» Activity
Copy out the entries that follow. Leave none out.

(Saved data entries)
━━━━━━

//! Python↔Rust value conversion.
//!
//! Scalars passed to `Config.set` become [`Value`]s directly. Override dicts
//! are serialized to JSON and parsed as [`Overrides`], so Python and JSON
//! override documents share one schema.

use o3cfg_core::{ConfigError, Overrides, Value};
use pyo3::exceptions::{PyTypeError, PyValueError};
use pyo3::prelude::*;
use pyo3::types::{PyBool, PyInt, PyString};

/// Maps a parameter-system error to a Python `ValueError`.
pub fn config_error(err: ConfigError) -> PyErr {
    PyValueError::new_err(err.to_string())
}

/// Converts a Python scalar to a parameter value.
///
/// `bool` is checked before `int` because Python booleans are integers.
/// Non-negative integers become unsigned values, negative ones signed values,
/// and strings become enum variant names.
///
/// # Errors
///
/// `TypeError` for any other Python type.
pub fn py_to_value(obj: &Bound<'_, PyAny>) -> PyResult<Value> {
    if obj.is_instance_of::<PyBool>() {
        return Ok(Value::Bool(obj.extract()?));
    }
    if obj.is_instance_of::<PyInt>() {
        if let Ok(v) = obj.extract::<u64>() {
            return Ok(Value::UInt(v));
        }
        return Ok(Value::Int(obj.extract::<i64>()?));
    }
    if obj.is_instance_of::<PyString>() {
        return Ok(Value::Enum(obj.extract()?));
    }
    Err(PyTypeError::new_err(format!("unsupported parameter value: {obj}")))
}

/// Converts a Python dict to an override document.
///
/// # Arguments
///
/// * `py` - Python interpreter handle.
/// * `dict` - Parameter names mapped to scalars, `{"ref": "Parent.x"}` objects, or nested dicts.
///
/// # Returns
///
/// The parsed [`Overrides`], or a `PyErr` if the dict is not a valid document.
pub fn py_dict_to_overrides(py: Python<'_>, dict: &Bound<'_, PyAny>) -> PyResult<Overrides> {
    let json = py.import("json")?;
    let json_str: String = json.getattr("dumps")?.call1((dict,))?.extract()?;
    Overrides::from_json(&json_str).map_err(config_error)
}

━━━━━━

» Solution to this task
//! Python↔Rust value conversion.
//!
//! Scalars passed to `Config.set` become [`Value`]s directly. Override dicts
//! are serialized to JSON and parsed as [`Overrides`], so Python and JSON
//! override documents share one schema.

use o3cfg_core::{ConfigError, Overrides, Value};
use pyo3::exceptions::{PyTypeError, PyValueError};
use pyo3::prelude::*;
use pyo3::types::{PyBool, PyInt, PyString};

/// Maps a parameter-system error to a Python `ValueError`.
pub fn config_error(err: ConfigError) -> PyErr {
    PyValueError::new_err(err.to_string())
}

/// Converts a Python scalar to a parameter value.
///
/// `bool` is checked before `int` because Python booleans are integers.
/// Non-negative integers become unsigned values, negative ones signed values,
/// and strings become enum variant names.
///
/// # Errors
///
/// `TypeError` for any other Python type.
pub fn py_to_value(obj: &Bound<'_, PyAny>) -> PyResult<Value> {
    if obj.is_instance_of::<PyBool>() {
        return Ok(Value::Bool(obj.extract()?));
    }
    if obj.is_instance_of::<PyInt>() {
        if let Ok(v) = obj.extract::<u64>() {
            return Ok(Value::UInt(v));
        }
        return Ok(Value::Int(obj.extract::<i64>()?));
    }
    if obj.is_instance_of::<PyString>() {
        return Ok(Value::Enum(obj.extract()?));
    }
    Err(PyTypeError::new_err(format!("unsupported parameter value: {obj}")))
}

/// Converts a Python dict to an override document.
///
/// # Arguments
///
/// * `py` - Python interpreter handle.
/// * `dict` - Parameter names mapped to scalars, `{"ref": "Parent.x"}` objects, or nested dicts.
///
/// # Returns
///
/// The parsed [`Overrides`], or a `PyErr` if the dict is not a valid document.
pub fn py_dict_to_overrides(py: Python<'_>, dict: &Bound<'_, PyAny>) -> PyResult<Overrides> {
    let json = py.import("json")?;
    let json_str: String = json.getattr("dumps")?.call1((dict,))?.extract()?;
    Overrides::from_json(&json_str).map_err(config_error)
}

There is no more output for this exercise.